▶ _EXERCISE DIRECTIONS_:
The response must contain every line below in which "dates" appears.
##### INFORMATION SUPPLIED #####
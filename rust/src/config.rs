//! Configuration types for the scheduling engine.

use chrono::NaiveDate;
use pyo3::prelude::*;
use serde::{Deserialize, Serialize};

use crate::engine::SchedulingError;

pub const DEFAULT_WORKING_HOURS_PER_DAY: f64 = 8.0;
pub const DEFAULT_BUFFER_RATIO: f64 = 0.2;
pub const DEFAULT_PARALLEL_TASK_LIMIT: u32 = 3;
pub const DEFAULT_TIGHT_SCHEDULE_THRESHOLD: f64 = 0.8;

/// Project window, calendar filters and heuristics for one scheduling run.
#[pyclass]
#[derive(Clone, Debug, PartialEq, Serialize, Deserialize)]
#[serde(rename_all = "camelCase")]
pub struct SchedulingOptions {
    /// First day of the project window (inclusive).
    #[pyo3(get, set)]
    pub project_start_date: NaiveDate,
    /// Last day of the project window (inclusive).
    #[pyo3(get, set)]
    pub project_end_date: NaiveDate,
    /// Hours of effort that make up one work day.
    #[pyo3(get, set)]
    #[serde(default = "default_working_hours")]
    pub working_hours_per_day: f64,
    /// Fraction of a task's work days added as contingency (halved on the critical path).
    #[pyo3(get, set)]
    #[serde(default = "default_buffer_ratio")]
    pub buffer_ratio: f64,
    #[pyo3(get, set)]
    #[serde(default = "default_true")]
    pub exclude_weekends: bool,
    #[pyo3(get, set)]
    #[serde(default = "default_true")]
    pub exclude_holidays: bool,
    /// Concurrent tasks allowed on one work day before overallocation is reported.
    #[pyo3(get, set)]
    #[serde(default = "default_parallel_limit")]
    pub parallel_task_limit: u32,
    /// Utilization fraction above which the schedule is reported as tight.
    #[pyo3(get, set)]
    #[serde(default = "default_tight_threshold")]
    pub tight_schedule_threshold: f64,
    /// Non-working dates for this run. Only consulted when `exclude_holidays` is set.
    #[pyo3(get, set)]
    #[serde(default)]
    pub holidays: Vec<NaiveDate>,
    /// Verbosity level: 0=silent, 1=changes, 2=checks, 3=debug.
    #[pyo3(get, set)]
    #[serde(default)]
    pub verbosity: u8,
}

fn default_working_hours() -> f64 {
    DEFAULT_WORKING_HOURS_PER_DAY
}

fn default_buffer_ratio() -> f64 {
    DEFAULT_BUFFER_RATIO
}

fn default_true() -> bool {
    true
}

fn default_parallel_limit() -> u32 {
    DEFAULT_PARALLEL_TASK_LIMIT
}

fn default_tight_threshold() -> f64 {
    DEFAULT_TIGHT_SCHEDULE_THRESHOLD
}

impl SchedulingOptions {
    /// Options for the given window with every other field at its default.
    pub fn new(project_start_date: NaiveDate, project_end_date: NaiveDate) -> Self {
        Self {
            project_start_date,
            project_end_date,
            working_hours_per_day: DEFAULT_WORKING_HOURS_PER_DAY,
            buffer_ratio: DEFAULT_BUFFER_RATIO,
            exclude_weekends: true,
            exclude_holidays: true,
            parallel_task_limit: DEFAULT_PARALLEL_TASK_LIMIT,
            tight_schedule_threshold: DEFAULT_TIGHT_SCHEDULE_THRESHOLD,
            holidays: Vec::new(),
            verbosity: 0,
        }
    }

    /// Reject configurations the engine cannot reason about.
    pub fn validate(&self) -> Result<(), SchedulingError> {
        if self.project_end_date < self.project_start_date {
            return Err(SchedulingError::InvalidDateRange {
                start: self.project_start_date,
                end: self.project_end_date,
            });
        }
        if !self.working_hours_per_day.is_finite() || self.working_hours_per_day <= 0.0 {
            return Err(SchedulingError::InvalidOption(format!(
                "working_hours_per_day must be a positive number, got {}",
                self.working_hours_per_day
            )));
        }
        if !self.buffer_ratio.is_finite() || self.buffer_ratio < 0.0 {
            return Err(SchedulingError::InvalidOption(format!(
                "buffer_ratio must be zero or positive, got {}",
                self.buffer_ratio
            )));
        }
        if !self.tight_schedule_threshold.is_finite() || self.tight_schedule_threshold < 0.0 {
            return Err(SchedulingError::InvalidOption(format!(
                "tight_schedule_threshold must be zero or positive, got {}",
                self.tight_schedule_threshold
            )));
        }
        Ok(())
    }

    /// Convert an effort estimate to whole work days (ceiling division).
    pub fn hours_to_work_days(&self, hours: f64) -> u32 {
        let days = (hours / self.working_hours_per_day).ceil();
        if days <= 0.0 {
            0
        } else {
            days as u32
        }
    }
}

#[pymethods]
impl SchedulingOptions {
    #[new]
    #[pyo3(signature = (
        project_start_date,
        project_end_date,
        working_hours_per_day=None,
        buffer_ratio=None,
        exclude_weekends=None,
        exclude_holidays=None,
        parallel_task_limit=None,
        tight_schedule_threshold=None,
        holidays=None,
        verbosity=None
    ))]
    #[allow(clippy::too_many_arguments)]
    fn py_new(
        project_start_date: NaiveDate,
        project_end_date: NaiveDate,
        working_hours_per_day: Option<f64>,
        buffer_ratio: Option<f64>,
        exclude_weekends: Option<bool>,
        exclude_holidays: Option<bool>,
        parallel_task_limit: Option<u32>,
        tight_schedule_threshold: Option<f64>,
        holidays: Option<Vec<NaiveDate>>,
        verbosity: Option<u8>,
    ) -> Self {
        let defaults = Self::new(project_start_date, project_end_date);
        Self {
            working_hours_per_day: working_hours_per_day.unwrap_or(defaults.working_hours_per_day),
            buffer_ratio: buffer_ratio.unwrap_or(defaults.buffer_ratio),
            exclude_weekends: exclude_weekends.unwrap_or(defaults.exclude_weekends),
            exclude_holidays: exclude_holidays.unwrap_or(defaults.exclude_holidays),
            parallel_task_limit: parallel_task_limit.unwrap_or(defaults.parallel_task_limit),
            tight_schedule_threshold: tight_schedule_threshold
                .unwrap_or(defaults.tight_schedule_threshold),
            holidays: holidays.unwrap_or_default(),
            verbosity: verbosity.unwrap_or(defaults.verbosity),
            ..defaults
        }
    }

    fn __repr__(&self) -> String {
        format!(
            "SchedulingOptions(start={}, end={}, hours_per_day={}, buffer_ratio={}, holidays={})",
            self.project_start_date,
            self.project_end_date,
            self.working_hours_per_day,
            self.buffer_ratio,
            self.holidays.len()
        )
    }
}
#####
##### INFORMATION SUPPLIED #####
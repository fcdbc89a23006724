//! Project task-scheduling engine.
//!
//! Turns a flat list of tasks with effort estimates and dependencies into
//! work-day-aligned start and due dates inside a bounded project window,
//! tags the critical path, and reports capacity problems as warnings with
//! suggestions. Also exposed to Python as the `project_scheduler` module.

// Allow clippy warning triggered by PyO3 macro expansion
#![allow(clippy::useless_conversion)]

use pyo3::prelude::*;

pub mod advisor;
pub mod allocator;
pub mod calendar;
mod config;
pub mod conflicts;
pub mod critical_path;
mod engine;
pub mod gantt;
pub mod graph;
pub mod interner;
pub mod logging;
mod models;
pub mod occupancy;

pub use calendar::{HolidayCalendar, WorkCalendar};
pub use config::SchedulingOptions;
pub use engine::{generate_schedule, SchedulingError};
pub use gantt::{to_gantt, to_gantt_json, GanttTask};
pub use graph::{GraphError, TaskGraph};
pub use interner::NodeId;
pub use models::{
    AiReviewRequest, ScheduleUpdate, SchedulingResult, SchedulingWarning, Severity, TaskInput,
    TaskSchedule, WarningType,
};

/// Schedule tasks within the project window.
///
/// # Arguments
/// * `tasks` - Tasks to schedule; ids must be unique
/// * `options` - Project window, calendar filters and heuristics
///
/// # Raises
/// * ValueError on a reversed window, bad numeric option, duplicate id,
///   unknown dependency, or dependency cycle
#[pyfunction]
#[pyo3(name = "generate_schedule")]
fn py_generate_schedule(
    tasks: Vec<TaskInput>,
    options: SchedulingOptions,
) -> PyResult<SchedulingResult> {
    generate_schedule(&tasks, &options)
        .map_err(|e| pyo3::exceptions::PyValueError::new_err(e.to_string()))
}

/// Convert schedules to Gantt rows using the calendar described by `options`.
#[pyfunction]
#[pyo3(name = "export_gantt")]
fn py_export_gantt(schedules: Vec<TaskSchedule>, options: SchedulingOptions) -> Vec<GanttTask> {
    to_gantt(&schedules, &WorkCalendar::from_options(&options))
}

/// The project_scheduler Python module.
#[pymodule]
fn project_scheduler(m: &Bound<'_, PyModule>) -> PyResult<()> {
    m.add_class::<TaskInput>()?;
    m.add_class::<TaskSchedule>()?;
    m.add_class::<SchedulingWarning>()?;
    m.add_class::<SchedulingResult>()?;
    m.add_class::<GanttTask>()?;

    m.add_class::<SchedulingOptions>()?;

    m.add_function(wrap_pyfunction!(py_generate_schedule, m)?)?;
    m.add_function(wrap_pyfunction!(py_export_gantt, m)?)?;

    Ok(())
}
#####
▶ _SOLUTION TO THE PROBLEM_:
    /// Non-working dates for this run. Only consulted when `exclude_holidays` is set.
//! work-day-aligned start and due dates inside a bounded project window,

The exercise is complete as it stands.